I agree, but do not be fooled into thinking that what goes on inside a school's walls cannot be reality based. Its like saying that a life saving drug is not a good drug because it was only created and tested in a lab. A school is a "lab" for MA and having many dedicated and experienced MAist under one roof, can produce some deadly results.

7sm
 
Originally posted by kenpo12
MJS,

But my point is that they kept in what seemed most practical for them. There are alot of moves that may not seem practical to you but I may be able to use them successfully and that's part of my own journey in the martial arts. But if someone else cuts down what they learned and then I cut down what I learned from them, pretty soon you have a system that doesn't have much left. I know not all systems and styles are built the same but I like to have the ability to study a whole style and take out what's practical for me. If I teach, I teach everything I was taught and let my student decide what works for them with some additional guidance from me. I have nothing againse "reality based" arts but I think someone really needs to spend at least 5 years or so in a "traditional" system before they branch out and look to a reality based instructor. That's just my two cents.

Very true. We are all different, so yes, what might not work for one person, may work for another. I guess it would have to be up the individual person. I guess I was looking at it from a different point of view. I have trained in Kenpo for 17yrs. so I was comparing the wide assortment of things here to what the RB insturctors seem to be teaching.

As far as the teaching goes. When I was teaching, I would of course teach the material as it was supposed to be taught. However, if a student came up to me and had a question about something, I would not hesitate to show them a different or better way of doing something.

IMO, I really dont think that a person needs to have prior training before they wanted to try a RB style. If they are going to be crosstraining, such as Kenpo and BJJ, then yeah, I'd say, have a good understanding of Kenpo before you attempt another art. But, if the RB style is going to be your sole art, then you'll already be learning all of the material that they (the Inst.) thinks that you should know.

Mike
 
RBSD is so much more in depth than your traditional art IMO (in the ways of fighting...not tradition). The instructors have much knowledge in the ways of street crime, dealing with the police after a fight, home security, etc. They are not just fighters. Everything i have seen that comes from RBSD beats out traditional systems by a long shot, and even though i study kenpo, i mix alot of RBSD with it, and i find that the RBSD gives me much more in a short time, than Kenpo does. Kenpo provides me with the basics, and training partners, which is great however, the sparring is very unrealisitc, and i think that i am fortuante enough to have been in many fights before studying any form of fighting to know what will work and not work for ME.

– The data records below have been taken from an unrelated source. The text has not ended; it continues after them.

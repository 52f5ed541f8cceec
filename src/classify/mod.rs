//! Content classification: title, category, tags, and summary.
//!
//! # Architecture
//!
//! - [`ClassificationProvider`]: Async trait for one LLM backend
//! - [`Classifier`]: Tries providers in order, then the offline keyword floor
//! - [`keywords::classify_offline`]: Deterministic fallback with no I/O
//!
//! Every provider failure (missing key, network error, timeout, non-2xx,
//! malformed JSON) advances the chain. [`Classifier::classify`] always
//! returns a usable result.
//!
//! # Example
//!
//! ```rust
//! use linkstash::classify::{Category, Classifier, ClassifyInput};
//! use linkstash::Platform;
//!
//! # async fn example() {
//! let classifier = Classifier::offline();
//! let result = classifier
//!     .classify(&ClassifyInput {
//!         caption: "5 minute leg workout #fitness".into(),
//!         platform: Platform::Instagram,
//!         ..Default::default()
//!     })
//!     .await;
//! assert_eq!(result.category, Category::Fitness);
//! # }
//! ```

pub mod category;
pub mod cohere;
pub mod gemini;
pub mod keywords;
pub mod prompt;
pub mod response;

use std::time::Duration;

use async_trait::async_trait;
use serde::{Deserialize, Serialize};
use tracing::{debug, info, instrument, warn};

pub use category::Category;
pub use cohere::CohereProvider;
pub use gemini::GeminiProvider;

use crate::config::Config;
use crate::error::ProviderError;
use crate::platform::Platform;
use crate::titles::is_placeholder_title;

/// Per-call timeout for provider requests.
pub const PROVIDER_TIMEOUT: Duration = Duration::from_secs(15);

/// Summary returned when there is nothing to classify.
pub const NO_CONTENT_SUMMARY: &str = "No content available to summarize.";

/// Classifier output.
#[derive(Debug, Clone, Default, PartialEq, Eq, Serialize, Deserialize)]
pub struct ClassificationResult {
    pub title: String,
    pub category: Category,
    pub tags: Vec<String>,
    pub summary: String,
}

/// What is known about a piece of content before classification.
#[derive(Debug, Clone, Default, PartialEq, Eq)]
pub struct ClassifyInput {
    pub title: String,
    pub caption: String,
    pub platform: Platform,
    pub author: String,
    pub url: String,
}

impl ClassifyInput {
    /// Caption, title, and URL joined by spaces, skipping empty parts.
    #[must_use]
    pub fn analysis_text(&self) -> String {
        [&self.caption, &self.title, &self.url]
            .iter()
            .map(|part| part.trim())
            .filter(|part| !part.is_empty())
            .collect::<Vec<_>>()
            .join(" ")
    }
}

/// One step of the provider chain.
#[async_trait]
pub trait ClassificationProvider: Send + Sync {
    /// Provider name for logs.
    fn name(&self) -> &'static str;

    /// Whether a credential is present. Unconfigured providers are skipped.
    fn is_configured(&self) -> bool;

    /// Classify `text`. Any error moves the chain to the next provider.
    async fn attempt(
        &self,
        text: &str,
        input: &ClassifyInput,
    ) -> Result<ClassificationResult, ProviderError>;
}

/// Ordered provider chain with a deterministic floor.
pub struct Classifier {
    providers: Vec<Box<dyn ClassificationProvider>>,
}

impl Classifier {
    #[must_use]
    pub fn new(providers: Vec<Box<dyn ClassificationProvider>>) -> Self {
        Self { providers }
    }

    /// Keyword classification only. Never touches the network.
    #[must_use]
    pub fn offline() -> Self {
        Self::new(Vec::new())
    }

    /// Gemini first, Cohere second, each skipped when its key is absent.
    pub fn from_config(config: &Config) -> Result<Self, ProviderError> {
        let providers: Vec<Box<dyn ClassificationProvider>> = vec![
            Box::new(GeminiProvider::new(&config.gemini)?),
            Box::new(CohereProvider::new(&config.cohere)?),
        ];
        Ok(Self::new(providers))
    }

    /// Names of providers that will actually be tried.
    #[must_use]
    pub fn active_providers(&self) -> Vec<&'static str> {
        self.providers
            .iter()
            .filter(|p| p.is_configured())
            .map(|p| p.name())
            .collect()
    }

    /// Classify content. Never fails.
    #[instrument(skip_all, fields(platform = %input.platform))]
    pub async fn classify(&self, input: &ClassifyInput) -> ClassificationResult {
        let text = input.analysis_text();
        if text.is_empty() {
            return ClassificationResult {
                summary: NO_CONTENT_SUMMARY.to_string(),
                ..Default::default()
            };
        }

        for provider in &self.providers {
            if !provider.is_configured() {
                debug!("Skipping {}: no API key", provider.name());
                continue;
            }

            match provider.attempt(&text, input).await {
                Ok(mut result) => {
                    info!("Classified by {}", provider.name());
                    if is_placeholder_title(&result.title) {
                        result.title =
                            keywords::classify_offline(&text, input.platform, &input.url).title;
                    }
                    return result;
                }
                Err(e) => warn!("{} failed: {}", provider.name(), e),
            }
        }

        info!("All AI providers unavailable, using keyword fallback");
        keywords::classify_offline(&text, input.platform, &input.url)
    }
}

/// HTTP client for provider calls.
pub(crate) fn provider_client() -> reqwest::Result<reqwest::Client> {
    reqwest::Client::builder()
        .use_rustls_tls()
        .timeout(PROVIDER_TIMEOUT)
        .build()
}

Also alot of traditional instructors have been in few or no fights at all, and i do not believe that they should be telling their students that certain techniques will work, when tehy don't know that themselves. The RBSD instructors have vast real world experience and they know how fights go down, and end, as well as the pre-fight stage, and awareness. I also love the fact that they teach de-escalation techniques

But I'm sure there are RBSD hacks out there, just like there are many traditional hacks out there. You just gotta find the right instructor, have the "real" state of mind, and work to achieve whatever goals you are striving for.
 
Originally posted by Gotkenpo?
RBSD is so much more in depth than your traditional art IMO (in the ways of fighting...not tradition). The instructors have much knowledge in the ways of street crime, dealing with the police after a fight, home security, etc. They are not just fighters. Everything i have seen that comes from RBSD beats out traditional systems by a long shot, and even though i study kenpo, i mix alot of RBSD with it, and i find that the RBSD gives me much more in a short time, than Kenpo does. Kenpo provides me with the basics, and training partners, which is great however, the sparring is very unrealisitc, and i think that i am fortuante enough to have been in many fights before studying any form of fighting to know what will work and not work for ME.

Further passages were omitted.